I'm so glad he was able to "pull a .Marshall" for you...and for himself. I think he was feeling relief knowing he was foing to be free of his body that know longer serves him. He felt relief because he knew you knew it was time. .Marshall had to wait to go until he knew you would be okay.

You and Marshall fought so hard and he will always be our Miracle Dog Marshall! ¢He beat the odds time and time again. He never looked at it as being dealt a rotten hand. Marshall just accepted everything thrown his way and made the best of it.

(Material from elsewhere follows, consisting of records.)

#[cfg(test)]
mod tests {
    use super::*;

    fn setup() -> (Interner, Names) {
        let mut interner = Interner::new();
        let names = Names::new(&mut interner);
        (interner, names)
    }

    #[test]
    fn application_head_and_args_reconstruct() {
        let (mut interner, _) = setup();
        let f = interner.intern("f");
        let expr = Expr::app(
            Expr::app(Expr::var(f, Span::default()), Expr::integer(1, Span::default())),
            Expr::integer(2, Span::default()),
        );
        assert!(matches!(expr.application_head().kind, ExprKind::Var(n) if n == f));
        let args = expr.application_args();
        assert_eq!(args.len(), 2);
        assert!(matches!(args[0].kind, ExprKind::Integer(1)));
        assert!(matches!(args[1].kind, ExprKind::Integer(2)));
    }

    #[test]
    fn arrow_shape_is_recognised() {
        let (mut interner, names) = setup();
        let a = Expr::var(interner.intern("a"), Span::default());
        let b = Expr::var(interner.intern("b"), Span::default());
        let arrow = function(&names, a, b);
        assert!(arrow.is_arrow_type(&names));
        let (dom, cod) = arrow.as_arrow(&names).unwrap();
        assert!(matches!(dom.kind, ExprKind::Var(_)));
        assert!(matches!(cod.kind, ExprKind::Var(_)));
    }

    #[test]
    fn arrow_types_render_infix_right_associated() {
        let (mut interner, names) = setup();
        let a = Expr::var(interner.intern("a"), Span::default());
        let b = Expr::var(interner.intern("b"), Span::default());
        let c = Expr::var(interner.intern("c"), Span::default());
        let ty = function(&names, a, function(&names, b, c));
        assert_eq!(ty.show(&interner), "a → b → c");
    }

    #[test]
    fn mixfix_applications_render_with_parts() {
        let (mut interner, _) = setup();
        let plus = interner.intern("_+_");
        let x = interner.intern("x");
        let expr = Expr::app(
            Expr::app(Expr::var(plus, Span::default()), Expr::var(x, Span::default())),
            Expr::integer(2, Span::default()),
        );
        assert_eq!(expr.show(&interner), "x + 2");
    }

    #[test]
    fn saturated_constructor_head_is_not_wrapped() {
        let (mut interner, _) = setup();
        let cons = interner.intern("cons");
        let expr = Expr::app(
            Expr::app(Expr::var(cons, Span::default()), Expr::integer(1, Span::default())),
            Expr::var(interner.intern("xs"), Span::default()),
        );
        assert_eq!(expr.show(&interner), "cons 1 xs");
    }

    #[test]
    fn oversaturated_mixfix_wraps_the_folded_head() {
        let (mut interner, _) = setup();
        let bang = interner.intern("_!");
        let f = Expr::app(
            Expr::var(bang, Span::default()),
            Expr::var(interner.intern("f"), Span::default()),
        );
        let expr = Expr::app(f, Expr::integer(3, Span::default()));
        assert_eq!(expr.show(&interner), "(f !) 3");
    }

    #[test]
    fn free_variables_in_first_occurrence_order() {
        let (mut interner, _) = setup();
        let f = interner.intern("f");
        let x = interner.intern("x");
        let y = interner.intern("y");
        let expr = Expr::app(
            Expr::app(Expr::var(f, Span::default()), Expr::var(x, Span::default())),
            Expr::app(Expr::var(y, Span::default()), Expr::var(x, Span::default())),
        );
        let free: Vec<Symbol> = expr.free_variables().into_iter().collect();
        assert_eq!(free, vec![f, x, y]);
    }

    #[test]
    fn binders_remove_their_variable() {
        let (mut interner, _) = setup();
        let x = interner.intern("x");
        let y = interner.intern("y");
        let body = Expr::app(Expr::var(x, Span::default()), Expr::var(y, Span::default()));
        let lam = lambda_many(&[x], body);
        let free: Vec<Symbol> = lam.free_variables().into_iter().collect();
        assert_eq!(free, vec![y]);
    }

    #[test]
    fn sequence_many1_folds_right() {
        let (mut interner, names) = setup();
        let g1 = Expr::var(interner.intern("g1"), Span::default());
        let g2 = Expr::var(interner.intern("g2"), Span::default());
        let body = Expr::integer(7, Span::default());
        let expr = sequence_many1(&names, vec![g1, g2], body);
        assert_eq!(expr.show(&interner), "g1 >> (g2 >> 7)");
    }

    #[test]
    fn alternative_many_single_is_identity() {
        let (mut interner, names) = setup();
        let a = Expr::var(interner.intern("a"), Span::default());
        let expr = alternative_many(&names, vec![a]);
        assert_eq!(expr.show(&interner), "a");
    }
}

I'm so glad he was able to spend time with Doc showing him the ropes. Doc will be such an extraordinary buddy for George because Marshall showed him how.

I wish I could tell you eaxh day gets better. At first, each day gets worse. And when you think yiu can't cry anymore, the waves of grief shownup and knock you to your knees over snd over.

The routinenof caring for Marshall and watching his every move is now filled with a silent void. It hurts. It hurts so badly.

But Marshall is not hurting anymore! He was greeted by so many happy wagging tails and buckets of junk food! No such thing as pancreatitis at the Bridge!!

This piece of crap disease dis NOT rob Marshall of being surrounded by a loving family. It did NOT invade his soul!

I will ALWAYS remember Marshall's videos frolicing in the snow with "his boys". Talk about a dog in his element...he was soooo happy! And he's still with yoh and with "his boys" watching over you. You'll feel his presence.

We will ALWAYS remember sweet Marshall here! When you can, I hope you'll co tinue to share more stories about Marshall AND more pictures. We all lpve him so.

Stay connected. We understand like no others can. You gave Marshall a selfless gift today...one that was the right time. Knowing that doesn't alleviate the hurt though. But .Marshall couldn't be more proud of you.

Just as you felt privileged to have Marshall in yournlife, he felt just as privileged to have you in his.

Surrounding you with Marshall's eternal grace and sloppy kisses!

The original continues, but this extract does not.